Two apologies: first, for not replying sooner to this.
(I was going to do a combined response to this and to what Tom and Robert
have said, hence the delay: I then decided that it would be better
to make a reply to you on this specific point, and follow up later
with more general observations. I think I've nearly got a proof of concept
thing working. That said, I - for now - still agree with Tom's comment:
"After working on this for far too long, I have concluded that
a highly generalized implementation of recursion for all
(or at least most) enumerable methods not feasible.")

Second, sorry for causing puzzlement. I (mostly) try not to be
deliberately obfuscatory. Was it (1) or (2) (or both!)
of my reply to your post that was/is causing puzzlement?

(1) Using #map inside #visit combined with using Enumerable#map
seems to (within #visit) produce the structure of the original array,
but with nil values instead of the original values.
(Changing #map inside #visit to #each gets back the original values.)

(2) Irrespective of the internal results from #visit, Enumerable#map
collects the successive results of the block for Enumerable#map
into a new (flat) array.

Does the following reduce the puzzlement?

Taking point (2) of my "puzzling" post first, I was trying to say
that I didn't think that there was a bug
for two - or rather one and a half - reasons.

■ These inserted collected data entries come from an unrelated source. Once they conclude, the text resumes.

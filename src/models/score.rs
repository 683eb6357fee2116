use serde::Serialize;
use std::fmt;

/// Confidence in [0, 1] that a reported location is genuine.
#[derive(Debug, Clone, Copy, PartialEq, PartialOrd, Serialize)]
#[serde(transparent)]
pub struct TrustScore(f64);

impl TrustScore {
    /// Clamp `value` into [0, 1]. Non-finite values map to `fallback`.
    pub fn clamped(value: f64, fallback: TrustScore) -> Self {
        if value.is_finite() {
            TrustScore(value.clamp(0.0, 1.0))
        } else {
            fallback
        }
    }

    /// Build a score from a configured constant, clamping it into range.
    pub fn constant(value: f64) -> Self {
        Self::clamped(value, TrustScore(0.0))
    }

    pub fn value(self) -> f64 {
        self.0
    }
}

impl fmt::Display for TrustScore {
    fn fmt(&self, f: &mut fmt::Formatter<'_>) -> fmt::Result {
        write!(f, "{:.3}", self.0)
    }
}

impl From<TrustScore> for f64 {
    fn from(score: TrustScore) -> f64 {
        score.0
    }
}
use anyhow::Result;
use dotenvy::dotenv;
use std::env;
use std::str::FromStr;
use std::time::Duration;

use crate::verification::{MotionPolicy, ProximityPolicy, ScorePolicy, VerificationPolicy};

#[derive(Debug, Clone)]
pub struct AppConfig {
    pub kafka_bootstrap_servers: String,
    pub kafka_topic: String,
    pub kafka_group_id: String,
    pub kafka_auto_offset_reset: String,
    pub kafka_sasl_mechanism: String,
    pub kafka_username: String,
    pub kafka_password: String,
    pub kafka_security_protocol: String,
    pub kafka_max_retries: u32,
    pub kafka_circuit_breaker_cooldown: u64,
    pub database_url: String,
    pub log_level: String,
    pub reap_interval: Duration,
    pub verification: VerificationPolicy,
}

fn env_or<T: FromStr>(key: &str, default: T) -> T {
    env::var(key)
        .ok()
        .and_then(|v| v.trim().parse().ok())
        .unwrap_or(default)
}

impl AppConfig {
    pub fn load() -> Result<Self> {
        dotenv().ok();

        let kafka_bootstrap_servers =
            env::var("KAFKA_BOOTSTRAP_SERVERS").unwrap_or_else(|_| "localhost:9092".to_string());
        let kafka_topic = env::var("KAFKA_TOPIC").unwrap_or_else(|_| "location-pings".to_string());
        let kafka_group_id =
            env::var("KAFKA_GROUP_ID").unwrap_or_else(|_| "trail-verify".to_string());
        let kafka_auto_offset_reset =
            env::var("KAFKA_AUTO_OFFSET_RESET").unwrap_or_else(|_| "latest".to_string());
        let kafka_sasl_mechanism =
            env::var("KAFKA_SASL_MECHANISM").unwrap_or_else(|_| "SCRAM-SHA-256".to_string());
        let kafka_username = env::var("KAFKA_USERNAME").unwrap_or_default();
        let kafka_password = env::var("KAFKA_PASSWORD").unwrap_or_default();
        let kafka_security_protocol =
            env::var("KAFKA_SECURITY_PROTOCOL").unwrap_or_else(|_| "SASL_PLAINTEXT".to_string());
        let kafka_max_retries = env_or("KAFKA_MAX_RETRIES", 5);
        let kafka_circuit_breaker_cooldown = env_or("KAFKA_CIRCUIT_BREAKER_COOLDOWN", 300);

        let db_host = env::var("DB_HOST").unwrap_or_else(|_| "localhost".to_string());
        let db_port = env::var("DB_PORT").unwrap_or_else(|_| "5432".to_string());
        let db_name = env::var("DB_DATABASE").unwrap_or_else(|_| "trailquest".to_string());
        let db_user = env::var("DB_USER").unwrap_or_else(|_| "trailquest".to_string());
        let db_pwd = env::var("DB_PWD").unwrap_or_else(|_| "trailquest".to_string());

        let database_url = format!(
            "postgres://{}:{}@{}:{}/{}",
            db_user, db_pwd, db_host, db_port, db_name
        );

        let log_level = env::var("LOG_LEVEL").unwrap_or_else(|_| "info".to_string());
        let reap_interval = Duration::from_secs(env_or("VERIFY_REAP_INTERVAL_SECS", 300u64).max(1));

        Ok(Self {
            kafka_bootstrap_servers,
            kafka_topic,
            kafka_group_id,
            kafka_auto_offset_reset,
            kafka_sasl_mechanism,
            kafka_username,
            kafka_password,
            kafka_security_protocol,
            kafka_max_retries,
            kafka_circuit_breaker_cooldown,
            database_url,
            log_level,
            reap_interval,
            verification: Self::load_policy(),
        })
    }

    /// Verification tunables. Unset or unparsable values keep their defaults.
    fn load_policy() -> VerificationPolicy {
        let defaults = VerificationPolicy::default();
        let motion = MotionPolicy::default();
        let proximity = ProximityPolicy::default();

        VerificationPolicy {
            scores: ScorePolicy::default(),
            motion: MotionPolicy {
                max_accel_xy: env_or("VERIFY_MAX_ACCEL_XY", motion.max_accel_xy),
                max_accel_z: env_or("VERIFY_MAX_ACCEL_Z", motion.max_accel_z),
                max_rotation: env_or("VERIFY_MAX_ROTATION", motion.max_rotation),
            },
            proximity: ProximityPolicy {
                decay_meters: env_or("VERIFY_PROXIMITY_DECAY_METERS", proximity.decay_meters),
                lookback_days: env_or("VERIFY_LOOKBACK_DAYS", proximity.lookback_days),
            },
            history_window: chrono::Duration::hours(env_or("VERIFY_HISTORY_WINDOW_HOURS", 24)),
            offline_queue_max: env_or("VERIFY_OFFLINE_QUEUE_MAX", defaults.offline_queue_max),
            store_timeout: Duration::from_millis(env_or("VERIFY_STORE_TIMEOUT_MS", 2000)),
            motion_max_age: chrono::Duration::seconds(env_or("VERIFY_MOTION_MAX_AGE_SECS", 300)),
            user_idle: Duration::from_secs(env_or("VERIFY_USER_IDLE_SECS", 3600)),
        }
    }
}

#[cfg(test)]
mod tests {
    use super::*;

    #[test]
    fn test_env_or_falls_back_on_garbage() {
        env::set_var("TRAIL_VERIFY_TEST_NUMBER", "not-a-number");
        assert_eq!(env_or("TRAIL_VERIFY_TEST_NUMBER", 7u32), 7);
        env::set_var("TRAIL_VERIFY_TEST_NUMBER", " 12 ");
        assert_eq!(env_or("TRAIL_VERIFY_TEST_NUMBER", 7u32), 12);
        assert_eq!(env_or("TRAIL_VERIFY_TEST_UNSET", 2.5f64), 2.5);
    }
}
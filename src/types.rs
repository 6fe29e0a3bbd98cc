/// Where a target item should land in the viewport after a programmatic scroll.
#[derive(Clone, Copy, Debug, Default, PartialEq, Eq)]
#[cfg_attr(feature = "serde", derive(serde::Serialize, serde::Deserialize))]
pub enum Align {
    /// Item flush with the leading edge.
    Start,
    Center,
    /// Item flush with the trailing edge.
    End,
    /// Leave the offset alone if the item is fully visible, otherwise scroll the minimum
    /// distance that brings it into view.
    #[default]
    Auto,
}

/// Extent of one item along the scroll axis and its distance from the start of the list.
#[derive(Clone, Copy, Debug, Default, PartialEq)]
#[cfg_attr(feature = "serde", derive(serde::Serialize, serde::Deserialize))]
pub struct SizeAndPosition {
    pub size: f64,
    /// Sum of the sizes of all preceding items.
    pub offset: f64,
}

impl SizeAndPosition {
    /// Offset just past the trailing edge of the item.
    pub fn end(&self) -> f64 {
        self.offset + self.size
    }
}

/// Inclusive index bounds of the items to render.
#[derive(Clone, Copy, Debug, PartialEq, Eq)]
#[cfg_attr(feature = "serde", derive(serde::Serialize, serde::Deserialize))]
pub struct VisibleRange {
    pub start: usize,
    pub stop: usize, // inclusive
}

impl VisibleRange {
    /// Number of indices in the range, `0` if `start > stop`.
    pub fn count(&self) -> usize {
        if self.start > self.stop {
            return 0;
        }
        self.stop - self.start + 1
    }

    pub fn contains(&self, index: usize) -> bool {
        (self.start..=self.stop).contains(&index)
    }
}

/// One item of a visible range, ready to be positioned by the rendering layer.
#[derive(Clone, Copy, Debug, PartialEq)]
#[cfg_attr(feature = "serde", derive(serde::Serialize, serde::Deserialize))]
pub struct VisibleItem {
    pub index: usize,
    pub size: f64,
    pub offset: f64,
}

/// Number of items rendered past each end of the visible range by
/// [`VisibleRangeQuery::new`].
pub const DEFAULT_OVERSCAN_COUNT: usize = 3;

/// Input of [`crate::SizeAndPositionManager::visible_range`].
#[derive(Clone, Copy, Debug, PartialEq)]
#[cfg_attr(feature = "serde", derive(serde::Serialize, serde::Deserialize))]
pub struct VisibleRangeQuery {
    /// Viewport extent along the scroll axis.
    pub container_size: f64,
    /// Current scroll offset. Negative values (elastic overscroll) behave like `0`.
    pub offset: f64,
    /// Extra items to include before and after the tight range.
    pub overscan_count: usize,
}

impl VisibleRangeQuery {
    pub fn new(container_size: f64, offset: f64) -> Self {
        Self {
            container_size,
            offset,
            overscan_count: DEFAULT_OVERSCAN_COUNT,
        }
    }

    pub fn with_overscan_count(mut self, overscan_count: usize) -> Self {
        self.overscan_count = overscan_count;
        self
    }
}

/// Input of [`crate::SizeAndPositionManager::updated_offset_for_index`].
#[derive(Clone, Copy, Debug, PartialEq)]
#[cfg_attr(feature = "serde", derive(serde::Serialize, serde::Deserialize))]
pub struct OffsetQuery {
    pub align: Align,
    pub container_size: f64,
    pub current_offset: f64,
    pub target_index: usize,
}

impl OffsetQuery {
    /// Creates a query with [`Align::Auto`] and a current offset of `0`.
    pub fn new(target_index: usize, container_size: f64) -> Self {
        Self {
            align: Align::Auto,
            container_size,
            current_offset: 0.0,
            target_index,
        }
    }

    pub fn with_align(mut self, align: Align) -> Self {
        self.align = align;
        self
    }

    pub fn with_current_offset(mut self, current_offset: f64) -> Self {
        self.current_offset = current_offset;
        self
    }
}
// Demo: just-in-time measurement with a size generator, traced.
//
// Run with `RUST_LOG=virtual_sizing=trace cargo run --example lazy_measurement --features tracing`.
use tracing_subscriber::EnvFilter;
use virtual_sizing::{
    Align, ItemSize, OffsetQuery, Options, SizeAndPositionManager, VisibleRangeQuery,
};

fn main() -> Result<(), virtual_sizing::Error> {
    tracing_subscriber::fmt()
        .with_env_filter(
            EnvFilter::try_from_default_env().unwrap_or_else(|_| EnvFilter::new("debug")),
        )
        .with_target(true)
        .init();

    // Rows alternate between one and three lines of text.
    let options = Options::new(
        10_000,
        ItemSize::generator(|i| if i % 3 == 0 { 54.0 } else { 18.0 }),
    )
    .with_estimated_item_size(30.0);
    let mut m = SizeAndPositionManager::new(options)?;
    let viewport = 300.0;

    println!("estimated total={} measured={:?}", m.total_size(), m.last_measured_index());

    let range = m.visible_range(VisibleRangeQuery::new(viewport, 0.0))?;
    println!("top: range={range:?} measured={:?}", m.last_measured_index());

    // A far jump probes exponentially instead of measuring every row.
    let range = m.visible_range(VisibleRangeQuery::new(viewport, 60_000.0))?;
    println!(
        "jump: range={range:?} measured={:?} total={}",
        m.last_measured_index(),
        m.total_size()
    );

    // Row 42 grew after a re-layout: drop it and everything after it.
    m.reset_item(42);
    println!("after reset: measured={:?}", m.last_measured_index());

    let off = m.updated_offset_for_index(
        OffsetQuery::new(5_000, viewport).with_align(Align::Center),
    )?;
    println!("center row 5000: offset={off} measured={:?}", m.last_measured_index());
    Ok(())
}
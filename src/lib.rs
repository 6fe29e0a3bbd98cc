//! A size and position index for virtualized lists.
//!
//! Given a long one-dimensional list of items, this crate answers the questions a rendering
//! layer asks on every scroll tick:
//!
//! - where does item `i` start, and how large is it?
//! - which items are visible in the viewport `[offset, offset + container_size)`?
//! - which scroll offset brings item `k` into view with a given [`Align`]ment?
//!
//! Item sizes come from an [`ItemSize`] source: a constant, a per-index sequence, or a
//! generator closure invoked on demand. Constant and sequence sources are laid out eagerly
//! when the configuration changes. Generator sources are measured just in time, up to the
//! highest index ever requested, and the total size of the unmeasured suffix is estimated
//! from [`Options::estimated_item_size`].
//!
//! The crate is UI-agnostic. The caller owns the scrollable element, feeds observed offsets
//! in, turns [`VisibleRange`] plus per-index [`SizeAndPosition`] into visual placement, and
//! calls [`SizeAndPositionManager::reset_item`] when an item changes size.
//!
//! ```rust
//! use virtual_sizing::{ItemSize, Options, SizeAndPositionManager, VisibleRangeQuery};
//!
//! let mut m = SizeAndPositionManager::new(Options::new(100, ItemSize::constant(10.0)))?;
//! let range = m
//!     .visible_range(VisibleRangeQuery::new(50.0, 425.0).with_overscan_count(0))?
//!     .expect("non-empty list");
//! assert_eq!((range.start, range.stop), (42, 47));
//! # Ok::<(), virtual_sizing::Error>(())
//! ```
#![cfg_attr(not(feature = "std"), no_std)]
#![forbid(unsafe_code)]

extern crate alloc;

#[cfg(test)]
extern crate std;

#[macro_use]
mod macros;

mod cache;
mod error;
mod manager;
mod options;
mod size;
mod types;


pub use error::Error;
pub use manager::SizeAndPositionManager;
pub use options::{DEFAULT_ESTIMATED_ITEM_SIZE, Options, OptionsUpdate};
pub use size::{ItemSize, SizeGenerator};
pub use types::{
    Align, DEFAULT_OVERSCAN_COUNT, OffsetQuery, SizeAndPosition, VisibleItem, VisibleRange,
    VisibleRangeQuery,
};
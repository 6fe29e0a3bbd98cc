// Demo: fixed-size rows, visible range and scroll-to helpers.
use virtual_sizing::{
    Align, ItemSize, OffsetQuery, Options, SizeAndPositionManager, VisibleRangeQuery,
};

fn main() -> Result<(), virtual_sizing::Error> {
    let mut m = SizeAndPositionManager::new(Options::new(1_000_000, ItemSize::constant(20.0)))?;
    let viewport = 400.0;

    let mut items = Vec::new();
    m.collect_visible_items(VisibleRangeQuery::new(viewport, 123_456.0), &mut items)?;
    println!("total_size={}", m.total_size());
    println!(
        "visible_range={:?}",
        m.visible_range(VisibleRangeQuery::new(viewport, 123_456.0))?
    );
    println!("first_rendered={:?}", items.first());

    let off = m.updated_offset_for_index(
        OffsetQuery::new(999_999, viewport)
            .with_align(Align::End)
            .with_current_offset(123_456.0),
    )?;
    println!("scroll to last item: offset={off}");
    Ok(())
}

The full reason, rewording (2): I think (at least with hindsight:
I'm not sure that I would think this if I was looking at
the documentation and code without this thread prompting it)
Tom's code was producing the behaviour expected according to
the Ruby 1.9 documentation: that is Enumerable:map returns
a "flat" array built up from successive elements yielded
from an iteration, and that the Enumerable:map returned array
will be "flat" (and is intended to be "flat")
even if the underlying iteration is recursive.

The half reason is that as I understand it, the basic behavior
of Enumerator and Enumerable assumes that the underlying
iteration stream is "flat".
You can set up a recursive iteration, and use that with Enumerator
and Enumerable, but the recursion is hidden from Enumerator/Enumerable.
So the "expected" behaviour from an Enumerator/Enumerable method
is similar to what you'd expect from running the method against
a flat array. (If anyone knows different, *please* correct that.)

So, turning to (1), I think the question is not:
why is array.visit.map flattening the result?
but rather:
why is array.visit{block} preserving the nesting in the array?

What I was trying to say was that because Tom (I think correctly
for what he was wanting to do) was using Array#map inside
his recursive iterator, then internally to the iterator
the nesting structure of the arrays was preserved (but that
for reasons I didn't understand with values changed to nil),
but that also internally a "flat" array of the iterated elements
(possibly with different values from the returned value from
the yield) was being built up, and that for Enumerable#map
it is that "flat" array that is returned.

Does that help in any way?

> I have often found that too much recursion is confusing.
Yes - me too! My test version of a "general" recursive enumerator
looks more like C (or Fortran!) code than Ruby.
I sort of instinctively think in terms of what's underlying the recursion,
which can get in the way of me just using recursion,
when just using recursion might well be easier!

> This whole problem is going to be a lot easier if it's structured
> as an external iterator first and foremost.
> I have an extern iterator library (sequence)
> maybe I can figure out how to do this within that.
> (I don't really have a good grip on how Enumerator works, myself...)

Provided I understand more or less correctly what you mean by
an "extern iterator library", then it might be something that
I could understand!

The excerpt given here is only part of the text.